=== The data ===

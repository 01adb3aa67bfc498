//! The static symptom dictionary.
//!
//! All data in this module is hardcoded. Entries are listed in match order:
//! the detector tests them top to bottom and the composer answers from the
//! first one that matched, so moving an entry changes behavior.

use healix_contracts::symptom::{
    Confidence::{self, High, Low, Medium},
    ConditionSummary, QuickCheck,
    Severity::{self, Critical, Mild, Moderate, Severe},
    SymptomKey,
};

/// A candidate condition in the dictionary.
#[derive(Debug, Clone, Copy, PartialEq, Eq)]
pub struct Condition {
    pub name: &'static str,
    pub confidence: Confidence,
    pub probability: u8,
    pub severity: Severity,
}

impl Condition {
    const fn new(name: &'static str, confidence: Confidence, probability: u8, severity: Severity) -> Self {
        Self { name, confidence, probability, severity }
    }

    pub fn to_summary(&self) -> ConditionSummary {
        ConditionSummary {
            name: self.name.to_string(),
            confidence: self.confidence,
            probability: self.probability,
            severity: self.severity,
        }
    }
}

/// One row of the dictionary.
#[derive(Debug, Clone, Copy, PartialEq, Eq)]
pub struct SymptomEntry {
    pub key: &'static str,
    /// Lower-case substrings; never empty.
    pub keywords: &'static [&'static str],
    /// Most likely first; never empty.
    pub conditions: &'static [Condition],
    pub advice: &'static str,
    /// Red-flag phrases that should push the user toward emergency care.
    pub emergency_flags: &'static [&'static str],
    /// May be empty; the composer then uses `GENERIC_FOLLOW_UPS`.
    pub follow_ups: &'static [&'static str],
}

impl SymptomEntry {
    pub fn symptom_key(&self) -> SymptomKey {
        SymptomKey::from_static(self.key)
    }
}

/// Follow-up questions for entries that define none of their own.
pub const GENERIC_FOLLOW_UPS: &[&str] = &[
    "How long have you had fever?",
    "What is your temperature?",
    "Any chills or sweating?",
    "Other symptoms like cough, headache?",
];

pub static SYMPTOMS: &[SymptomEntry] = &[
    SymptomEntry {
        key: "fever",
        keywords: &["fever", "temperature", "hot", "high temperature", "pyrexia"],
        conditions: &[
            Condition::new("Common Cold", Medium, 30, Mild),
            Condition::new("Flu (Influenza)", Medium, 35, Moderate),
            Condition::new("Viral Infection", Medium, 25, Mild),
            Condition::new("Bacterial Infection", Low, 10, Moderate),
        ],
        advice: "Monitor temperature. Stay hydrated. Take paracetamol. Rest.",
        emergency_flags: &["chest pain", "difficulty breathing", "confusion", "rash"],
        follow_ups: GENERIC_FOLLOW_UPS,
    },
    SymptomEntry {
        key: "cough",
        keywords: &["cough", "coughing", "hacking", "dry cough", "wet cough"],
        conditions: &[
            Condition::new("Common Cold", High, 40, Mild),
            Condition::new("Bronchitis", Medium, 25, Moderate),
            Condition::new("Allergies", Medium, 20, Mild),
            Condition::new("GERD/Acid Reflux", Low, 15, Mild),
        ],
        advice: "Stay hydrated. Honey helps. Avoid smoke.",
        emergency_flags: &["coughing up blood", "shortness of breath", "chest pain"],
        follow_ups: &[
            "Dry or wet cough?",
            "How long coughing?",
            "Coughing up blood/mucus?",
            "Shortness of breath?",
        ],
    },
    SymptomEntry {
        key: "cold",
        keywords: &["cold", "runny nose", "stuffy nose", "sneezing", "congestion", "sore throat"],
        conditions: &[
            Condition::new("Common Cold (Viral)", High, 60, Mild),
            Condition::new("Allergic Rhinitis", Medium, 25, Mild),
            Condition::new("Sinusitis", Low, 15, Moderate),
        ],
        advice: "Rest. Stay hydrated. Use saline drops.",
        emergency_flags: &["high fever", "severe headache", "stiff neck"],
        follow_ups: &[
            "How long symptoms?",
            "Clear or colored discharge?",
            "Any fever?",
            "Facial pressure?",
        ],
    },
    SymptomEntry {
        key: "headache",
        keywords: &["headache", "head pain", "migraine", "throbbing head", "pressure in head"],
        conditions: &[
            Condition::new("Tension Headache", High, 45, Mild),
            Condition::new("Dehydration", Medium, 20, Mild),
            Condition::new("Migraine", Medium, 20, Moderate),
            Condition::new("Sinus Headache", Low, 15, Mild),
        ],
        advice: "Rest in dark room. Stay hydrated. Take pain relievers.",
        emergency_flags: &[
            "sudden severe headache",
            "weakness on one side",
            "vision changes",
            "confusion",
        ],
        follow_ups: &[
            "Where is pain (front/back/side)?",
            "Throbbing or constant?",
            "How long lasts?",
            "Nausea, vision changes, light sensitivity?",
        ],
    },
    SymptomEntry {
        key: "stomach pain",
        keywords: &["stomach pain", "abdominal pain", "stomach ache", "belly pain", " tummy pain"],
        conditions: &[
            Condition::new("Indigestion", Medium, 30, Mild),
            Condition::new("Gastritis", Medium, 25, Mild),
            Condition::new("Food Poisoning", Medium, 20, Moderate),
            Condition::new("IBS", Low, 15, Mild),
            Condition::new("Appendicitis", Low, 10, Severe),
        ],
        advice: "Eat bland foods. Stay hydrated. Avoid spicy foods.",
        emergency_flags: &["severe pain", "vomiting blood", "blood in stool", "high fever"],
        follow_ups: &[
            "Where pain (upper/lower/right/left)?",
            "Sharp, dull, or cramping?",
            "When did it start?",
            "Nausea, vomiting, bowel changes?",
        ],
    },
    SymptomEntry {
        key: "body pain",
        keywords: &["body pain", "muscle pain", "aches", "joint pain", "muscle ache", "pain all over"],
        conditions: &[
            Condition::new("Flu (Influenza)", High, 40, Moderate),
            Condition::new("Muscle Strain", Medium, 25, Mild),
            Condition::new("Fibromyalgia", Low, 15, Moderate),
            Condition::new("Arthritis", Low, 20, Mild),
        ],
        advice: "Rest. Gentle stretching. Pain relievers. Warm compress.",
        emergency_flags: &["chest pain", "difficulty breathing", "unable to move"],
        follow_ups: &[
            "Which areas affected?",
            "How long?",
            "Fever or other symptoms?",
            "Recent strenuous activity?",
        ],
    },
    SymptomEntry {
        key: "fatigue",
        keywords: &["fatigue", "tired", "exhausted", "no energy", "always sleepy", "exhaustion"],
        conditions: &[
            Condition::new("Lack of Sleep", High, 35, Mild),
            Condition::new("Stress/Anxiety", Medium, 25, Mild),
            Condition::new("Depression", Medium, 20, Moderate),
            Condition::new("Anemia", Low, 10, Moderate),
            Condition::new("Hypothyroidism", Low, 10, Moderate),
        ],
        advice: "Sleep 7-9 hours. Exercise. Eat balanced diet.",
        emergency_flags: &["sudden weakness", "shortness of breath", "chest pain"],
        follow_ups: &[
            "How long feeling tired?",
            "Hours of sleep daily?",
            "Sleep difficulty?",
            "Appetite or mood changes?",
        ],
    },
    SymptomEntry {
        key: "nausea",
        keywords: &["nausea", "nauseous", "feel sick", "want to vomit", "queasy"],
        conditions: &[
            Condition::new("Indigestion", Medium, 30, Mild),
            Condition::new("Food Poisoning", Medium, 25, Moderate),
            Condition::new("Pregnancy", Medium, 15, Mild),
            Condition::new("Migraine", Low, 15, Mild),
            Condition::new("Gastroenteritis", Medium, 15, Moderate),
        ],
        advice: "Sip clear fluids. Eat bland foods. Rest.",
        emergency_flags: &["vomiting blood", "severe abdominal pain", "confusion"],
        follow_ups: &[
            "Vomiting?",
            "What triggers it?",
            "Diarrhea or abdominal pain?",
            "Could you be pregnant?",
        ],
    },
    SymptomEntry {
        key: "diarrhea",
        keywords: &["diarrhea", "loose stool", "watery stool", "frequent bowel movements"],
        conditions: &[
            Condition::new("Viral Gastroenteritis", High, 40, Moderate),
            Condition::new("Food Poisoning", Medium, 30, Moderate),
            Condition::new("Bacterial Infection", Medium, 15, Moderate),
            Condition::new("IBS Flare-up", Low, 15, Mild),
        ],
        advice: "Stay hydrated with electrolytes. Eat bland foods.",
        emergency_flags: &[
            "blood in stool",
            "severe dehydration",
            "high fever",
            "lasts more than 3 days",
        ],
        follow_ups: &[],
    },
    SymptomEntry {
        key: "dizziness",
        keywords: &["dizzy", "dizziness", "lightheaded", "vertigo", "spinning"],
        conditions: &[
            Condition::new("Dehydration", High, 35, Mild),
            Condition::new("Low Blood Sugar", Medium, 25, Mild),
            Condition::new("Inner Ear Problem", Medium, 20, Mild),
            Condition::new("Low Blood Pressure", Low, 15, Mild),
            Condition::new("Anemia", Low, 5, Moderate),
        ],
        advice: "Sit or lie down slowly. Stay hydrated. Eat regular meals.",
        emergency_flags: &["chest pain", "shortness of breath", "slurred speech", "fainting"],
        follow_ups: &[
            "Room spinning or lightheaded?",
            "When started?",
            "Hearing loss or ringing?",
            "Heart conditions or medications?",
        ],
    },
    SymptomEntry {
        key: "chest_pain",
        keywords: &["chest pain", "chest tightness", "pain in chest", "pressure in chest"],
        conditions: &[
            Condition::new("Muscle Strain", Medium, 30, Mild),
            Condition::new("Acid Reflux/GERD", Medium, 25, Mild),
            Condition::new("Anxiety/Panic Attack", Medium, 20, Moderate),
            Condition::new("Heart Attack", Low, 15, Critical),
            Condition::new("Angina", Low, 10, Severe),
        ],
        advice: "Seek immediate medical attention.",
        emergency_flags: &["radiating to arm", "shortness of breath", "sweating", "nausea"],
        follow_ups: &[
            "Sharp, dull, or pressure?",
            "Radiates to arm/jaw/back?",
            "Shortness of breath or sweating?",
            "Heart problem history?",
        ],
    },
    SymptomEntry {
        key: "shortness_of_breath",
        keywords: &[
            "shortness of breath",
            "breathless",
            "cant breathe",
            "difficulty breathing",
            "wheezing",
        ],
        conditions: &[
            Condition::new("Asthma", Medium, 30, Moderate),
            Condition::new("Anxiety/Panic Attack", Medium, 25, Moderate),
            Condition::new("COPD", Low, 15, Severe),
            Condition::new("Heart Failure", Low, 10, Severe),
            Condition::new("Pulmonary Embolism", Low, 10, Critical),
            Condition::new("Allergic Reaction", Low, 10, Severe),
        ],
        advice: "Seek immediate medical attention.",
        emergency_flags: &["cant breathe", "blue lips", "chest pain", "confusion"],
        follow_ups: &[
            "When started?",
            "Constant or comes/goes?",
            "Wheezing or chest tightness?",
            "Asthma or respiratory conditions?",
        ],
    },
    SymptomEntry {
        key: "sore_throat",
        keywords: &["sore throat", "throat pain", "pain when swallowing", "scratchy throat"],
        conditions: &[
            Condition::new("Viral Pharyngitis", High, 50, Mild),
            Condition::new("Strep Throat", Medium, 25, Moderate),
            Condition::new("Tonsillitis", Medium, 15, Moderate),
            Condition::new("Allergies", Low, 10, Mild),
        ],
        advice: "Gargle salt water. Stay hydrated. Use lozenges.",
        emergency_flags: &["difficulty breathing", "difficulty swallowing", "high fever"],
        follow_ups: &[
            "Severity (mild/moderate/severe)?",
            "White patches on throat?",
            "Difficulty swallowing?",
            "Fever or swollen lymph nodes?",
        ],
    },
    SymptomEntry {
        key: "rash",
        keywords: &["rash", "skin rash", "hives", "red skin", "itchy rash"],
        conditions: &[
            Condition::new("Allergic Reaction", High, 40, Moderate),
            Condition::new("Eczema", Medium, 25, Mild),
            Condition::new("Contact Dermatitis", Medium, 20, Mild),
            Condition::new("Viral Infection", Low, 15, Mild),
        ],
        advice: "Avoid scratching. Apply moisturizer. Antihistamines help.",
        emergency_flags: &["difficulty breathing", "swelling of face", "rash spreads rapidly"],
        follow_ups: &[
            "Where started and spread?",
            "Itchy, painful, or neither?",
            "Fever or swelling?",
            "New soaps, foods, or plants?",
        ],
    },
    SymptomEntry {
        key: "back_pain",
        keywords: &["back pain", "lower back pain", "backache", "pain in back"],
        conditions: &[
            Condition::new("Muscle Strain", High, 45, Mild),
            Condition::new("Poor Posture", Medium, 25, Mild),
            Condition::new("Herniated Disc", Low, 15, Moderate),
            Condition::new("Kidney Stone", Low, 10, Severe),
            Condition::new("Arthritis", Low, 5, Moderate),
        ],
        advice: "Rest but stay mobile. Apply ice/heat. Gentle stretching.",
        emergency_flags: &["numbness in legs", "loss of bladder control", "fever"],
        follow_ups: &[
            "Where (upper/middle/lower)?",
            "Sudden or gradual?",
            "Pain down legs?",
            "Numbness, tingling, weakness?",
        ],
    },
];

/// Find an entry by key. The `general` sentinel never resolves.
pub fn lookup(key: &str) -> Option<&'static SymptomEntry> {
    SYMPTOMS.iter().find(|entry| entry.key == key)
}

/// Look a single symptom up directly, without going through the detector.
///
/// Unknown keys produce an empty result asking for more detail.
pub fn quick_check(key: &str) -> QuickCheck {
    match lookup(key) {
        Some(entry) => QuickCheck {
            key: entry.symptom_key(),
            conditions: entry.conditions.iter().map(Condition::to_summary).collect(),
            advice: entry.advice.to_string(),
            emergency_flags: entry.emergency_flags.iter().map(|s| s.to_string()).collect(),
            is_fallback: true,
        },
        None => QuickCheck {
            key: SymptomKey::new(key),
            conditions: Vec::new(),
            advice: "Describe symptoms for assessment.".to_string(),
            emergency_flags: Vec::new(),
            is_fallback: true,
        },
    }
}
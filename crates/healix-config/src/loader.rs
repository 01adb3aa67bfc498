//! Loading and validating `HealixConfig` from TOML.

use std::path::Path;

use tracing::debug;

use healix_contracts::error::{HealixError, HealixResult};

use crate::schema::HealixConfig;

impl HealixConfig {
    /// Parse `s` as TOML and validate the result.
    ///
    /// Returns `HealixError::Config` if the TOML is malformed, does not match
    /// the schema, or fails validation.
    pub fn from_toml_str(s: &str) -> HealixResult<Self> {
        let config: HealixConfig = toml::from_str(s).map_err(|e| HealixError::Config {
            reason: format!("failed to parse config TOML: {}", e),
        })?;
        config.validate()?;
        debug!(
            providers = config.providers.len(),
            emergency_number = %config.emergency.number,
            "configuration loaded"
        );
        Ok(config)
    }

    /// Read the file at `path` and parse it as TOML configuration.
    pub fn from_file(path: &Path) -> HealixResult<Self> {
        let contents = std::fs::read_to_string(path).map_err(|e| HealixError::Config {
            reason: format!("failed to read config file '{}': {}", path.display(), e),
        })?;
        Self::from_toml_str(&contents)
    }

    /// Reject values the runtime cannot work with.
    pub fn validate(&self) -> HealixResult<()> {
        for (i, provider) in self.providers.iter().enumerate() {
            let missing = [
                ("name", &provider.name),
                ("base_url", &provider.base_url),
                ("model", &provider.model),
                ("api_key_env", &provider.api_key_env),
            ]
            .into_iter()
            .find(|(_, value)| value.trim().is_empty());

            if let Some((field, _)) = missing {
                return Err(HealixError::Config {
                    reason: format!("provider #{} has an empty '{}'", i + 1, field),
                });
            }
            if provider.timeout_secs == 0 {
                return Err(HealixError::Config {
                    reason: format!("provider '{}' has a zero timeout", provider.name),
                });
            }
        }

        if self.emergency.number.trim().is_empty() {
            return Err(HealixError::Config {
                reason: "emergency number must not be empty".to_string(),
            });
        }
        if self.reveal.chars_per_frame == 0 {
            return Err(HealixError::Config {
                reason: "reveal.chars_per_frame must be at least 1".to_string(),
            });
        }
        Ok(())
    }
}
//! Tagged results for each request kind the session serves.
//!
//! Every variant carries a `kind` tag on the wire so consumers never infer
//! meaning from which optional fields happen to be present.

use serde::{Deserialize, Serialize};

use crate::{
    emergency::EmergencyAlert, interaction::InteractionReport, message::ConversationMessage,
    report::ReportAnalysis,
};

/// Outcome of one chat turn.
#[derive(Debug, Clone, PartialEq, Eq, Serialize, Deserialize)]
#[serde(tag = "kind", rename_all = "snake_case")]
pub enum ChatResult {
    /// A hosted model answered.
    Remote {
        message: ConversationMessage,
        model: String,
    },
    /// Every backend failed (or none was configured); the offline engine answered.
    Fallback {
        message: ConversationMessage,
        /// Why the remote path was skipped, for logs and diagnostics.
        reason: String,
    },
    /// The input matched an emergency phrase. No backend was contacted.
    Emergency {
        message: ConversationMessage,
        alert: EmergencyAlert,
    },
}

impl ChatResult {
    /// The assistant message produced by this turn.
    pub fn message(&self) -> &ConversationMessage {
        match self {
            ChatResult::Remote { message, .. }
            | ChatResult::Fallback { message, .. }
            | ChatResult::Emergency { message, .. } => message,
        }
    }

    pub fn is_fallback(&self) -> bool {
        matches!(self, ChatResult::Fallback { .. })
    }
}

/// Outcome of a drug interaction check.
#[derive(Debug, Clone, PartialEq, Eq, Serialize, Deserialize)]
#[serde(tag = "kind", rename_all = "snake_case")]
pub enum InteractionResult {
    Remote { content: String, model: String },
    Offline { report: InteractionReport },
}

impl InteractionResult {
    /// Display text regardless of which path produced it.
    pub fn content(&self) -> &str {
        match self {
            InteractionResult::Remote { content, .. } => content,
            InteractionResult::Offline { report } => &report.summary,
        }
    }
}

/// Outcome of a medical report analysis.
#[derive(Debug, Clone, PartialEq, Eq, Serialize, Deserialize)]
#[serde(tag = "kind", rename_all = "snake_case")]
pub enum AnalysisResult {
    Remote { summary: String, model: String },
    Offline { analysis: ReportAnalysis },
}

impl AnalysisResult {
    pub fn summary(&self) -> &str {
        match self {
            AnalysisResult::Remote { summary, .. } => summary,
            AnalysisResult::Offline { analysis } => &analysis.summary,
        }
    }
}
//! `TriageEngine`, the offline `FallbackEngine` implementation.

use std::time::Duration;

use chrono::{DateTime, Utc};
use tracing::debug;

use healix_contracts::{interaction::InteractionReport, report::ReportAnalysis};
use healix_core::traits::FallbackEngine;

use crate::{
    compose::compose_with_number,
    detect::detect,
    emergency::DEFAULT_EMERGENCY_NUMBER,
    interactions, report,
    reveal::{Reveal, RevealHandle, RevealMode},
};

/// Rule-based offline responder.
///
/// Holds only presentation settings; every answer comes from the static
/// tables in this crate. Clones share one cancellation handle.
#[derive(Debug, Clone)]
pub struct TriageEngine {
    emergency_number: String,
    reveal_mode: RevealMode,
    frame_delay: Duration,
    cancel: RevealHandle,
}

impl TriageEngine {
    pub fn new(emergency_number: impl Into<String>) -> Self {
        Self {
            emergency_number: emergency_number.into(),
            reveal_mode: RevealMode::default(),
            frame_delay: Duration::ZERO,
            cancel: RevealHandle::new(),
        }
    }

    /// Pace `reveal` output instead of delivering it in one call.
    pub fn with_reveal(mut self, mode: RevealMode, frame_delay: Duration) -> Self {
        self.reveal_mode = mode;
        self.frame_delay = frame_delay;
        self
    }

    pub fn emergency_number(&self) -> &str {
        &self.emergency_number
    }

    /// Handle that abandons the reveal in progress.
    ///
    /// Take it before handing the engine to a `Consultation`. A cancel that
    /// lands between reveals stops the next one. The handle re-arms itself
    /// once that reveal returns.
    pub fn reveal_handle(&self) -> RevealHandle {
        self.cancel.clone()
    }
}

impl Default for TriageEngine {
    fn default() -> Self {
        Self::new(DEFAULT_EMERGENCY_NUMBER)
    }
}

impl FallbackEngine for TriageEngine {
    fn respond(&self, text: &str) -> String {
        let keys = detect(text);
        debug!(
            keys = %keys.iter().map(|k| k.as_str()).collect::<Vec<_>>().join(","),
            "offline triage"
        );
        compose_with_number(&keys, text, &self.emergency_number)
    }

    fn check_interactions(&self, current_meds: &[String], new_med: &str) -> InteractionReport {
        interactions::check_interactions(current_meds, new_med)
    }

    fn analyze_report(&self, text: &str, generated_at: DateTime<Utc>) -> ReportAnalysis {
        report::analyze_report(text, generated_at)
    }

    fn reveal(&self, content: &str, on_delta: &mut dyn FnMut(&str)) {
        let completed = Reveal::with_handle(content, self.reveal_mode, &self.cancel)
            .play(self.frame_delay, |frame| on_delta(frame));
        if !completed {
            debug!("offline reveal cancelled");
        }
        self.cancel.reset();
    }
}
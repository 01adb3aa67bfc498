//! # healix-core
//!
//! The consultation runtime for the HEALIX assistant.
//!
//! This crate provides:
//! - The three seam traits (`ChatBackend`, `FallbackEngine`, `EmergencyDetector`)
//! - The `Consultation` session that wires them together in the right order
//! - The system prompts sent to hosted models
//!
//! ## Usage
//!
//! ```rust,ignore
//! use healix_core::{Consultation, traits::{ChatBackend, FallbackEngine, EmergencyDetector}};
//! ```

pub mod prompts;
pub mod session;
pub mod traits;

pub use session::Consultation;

===

What is expected ->
All that is wanted is the stretch of lines above from the one containing "for more detail." through the one containing "pub fn from_toml_str(s: &str)", duplicated exactly.

Task response ->
/// Unknown keys produce an empty result asking for more detail.
pub fn quick_check(key: &str) -> QuickCheck {
    match lookup(key) {
        Some(entry) => QuickCheck {
            key: entry.symptom_key(),
            conditions: entry.conditions.iter().map(Condition::to_summary).collect(),
            advice: entry.advice.to_string(),
            emergency_flags: entry.emergency_flags.iter().map(|s| s.to_string()).collect(),
            is_fallback: true,
        },
        None => QuickCheck {
            key: SymptomKey::new(key),
            conditions: Vec::new(),
            advice: "Describe symptoms for assessment.".to_string(),
            emergency_flags: Vec::new(),
            is_fallback: true,
        },
    }
}
filename crates/healix-config/src/loader.rs
repository 01adb3aa67bfc498
//! Loading and validating `HealixConfig` from TOML.

use std::path::Path;

use tracing::debug;

use healix_contracts::error::{HealixError, HealixResult};

use crate::schema::HealixConfig;

impl HealixConfig {
    /// Parse `s` as TOML and validate the result.
    ///
    /// Returns `HealixError::Config` if the TOML is malformed, does not match
    /// the schema, or fails validation.
    pub fn from_toml_str(s: &str) -> HealixResult<Self> {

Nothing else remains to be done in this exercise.